Tuesday, December 04, 2007

The Worst of the Worst

There was a discussion over at Hollywood Elsewhere from Jeff Wells (who has admitted previously that when he watches a bad movie he falls into a regressive fugue state, moaning and curling into a fetal ball to the discomfort of those seated around him) on the subject of really bad movies, and it led me to think about really bad movies. We're all familiar with 'so bad they're good' movies, the films of Chuck Norris in the '80s or Ed Wood in the '50s where the absurdities are so intense as make the experience fun and enjoyable, just not necessarily as the filmmakers intended.

On the other hand are movies so bad they're bad - movies that are so badly made that there's no response from the audience but bored dejection, depression, and annoyance, movies worse than even the worst studio-produced piece of garbage, which at least can be guaranteed to be semi-competent. I've encountered many of these while seeking out the next Gymkata or Death Bed: The Bed That Eats, so maybe it's time to share.

The worst movie I've seen this year was Severe Visibility, a dire political film in the mold of JFK from director-actor Paul Cross, who I knew from an '80s figure skating movie called Ice Pawn. Obviously troubled by 9/11 conspiracy theories and 'documentaries' like Loose Change (I'm not a fan), Mr. Cross directed a talky, disheartening thriller about an Army officer who was in the Pentagon on 9/11 who begins to suspect there's more to the official story. Imagine your favorite disjointed internet conspiracy blog, then stick bad actors into it and sit there quietly for 90 minutes.

I'm a fan of Mystery Science Theater 3000, but there were some movies even they couldn't salvage.
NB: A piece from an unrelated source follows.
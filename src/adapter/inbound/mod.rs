//! Inbound adapters (driving side).

pub mod cli;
The nadir of those was probably Red Zone Cuba, a ramshackle mid-'60s anti-Castro adventure movie from the mind of Coleman Francis, who mysteriously was able to make three cheap movies. Of course 'adventure' is misleading because nothing really happens in this movie - we're given a bunch of blurry images of men wandering through California scrubland standing in for Cuba, there's a brief glimpse of someone who may or may not be an actor playing Castro, and I think someone gets shot. I've watched this one three times and I really couldn't tell you what happens in it. To its credit, it does feature John Carradine singing the title song.

The worst of the worst, for me these days, is something called Psyched by the 4-D Witch, from the early '70s, when you could book a movie into theaters as long as you had a semblance of a story and some naked boobs. Barely even categorizable as a movie, Psyched features a voiceover telling the story of a young woman's sexual awakening thanks to the intervention of the ghost of an ancestor, the titular witch. This accompanies a string of random images of young women and trippy LSD colors and probably some stock footage and leader and whatever would get the film long enough to be called a 'feature'. It's pretty much the least watchable movie I've ever seen. When you're the bottom half of a double feature with Monster A-Go Go, you're in bad shape.

Anybody else?

6 comments:

dan said...

If 4D Witch isn't the worst it certainly wins in the "Title to Content Quality Ratio" category. I bought it on the title alone and yeah - it's pretty much the most frustrating thing I've ever watched.

I also remember trying to watch Alien Dead and it being horrible, but that's the extent of my recollection. Lots of wandering around a swamp maybe?

Jeff McMahon said...

Yeah. The words "Psyched" "4-D" and "Witch" promise a much better movie than we actually get. I don't know how they went wrong. The 'good' version of this movie is the much more blandly titled Something Weird from Herschell Gordon Lewis.

cjKennedy said...

I don't quite subscribe to the "so bad it's good" theory unless it's with a bunch of friends and I've had a couple of drinks.

Ordinarily I do a pretty good job of missing the garbage. I find that my worst reaction to a movie is usually indifference...frankly that's worse than pure loathing. At least loathing is a feeling...

Anyway, I'm going to have to go with Lou Ferigno's Hercules. Some will probably find this Golam-Globus disaster to be funny, but I draw the line at laser breathing monsters in greek mythology.

frankbooth said...

I almost hate to mention it because it doesn't deserve the attention, but watching a lump of moldy gristle called Crossbones was one of the most painful experiences I've had in recent years. A friend of a friend was involved in the production, so I spent actually went out and rented this ghost-pirate-meets-Survivor travesty. Trust me when I say that reading the bad reviews on imdb is more entertaining than subjecting yourself to this alleged movie. If you see the dvd for five bucks in the cutout bin, don't do it. It's ten bucks too much.

Jeff McMahon said...

Another recent movie I tried to watch and my friends and I abandoned halfway through: a British horror/comedy called Funnyman. Avoid at all costs.

Ben Parkinson said...

I disagree. The dumb teenage blondie is hawt, her hairdo is outta sight and so is her busty aunt, there's a lot of funny monologue and I love the library classical record soundtrack. Very fun to watch. Lots of satanic weird shots. I think the director must have been on acid at the time.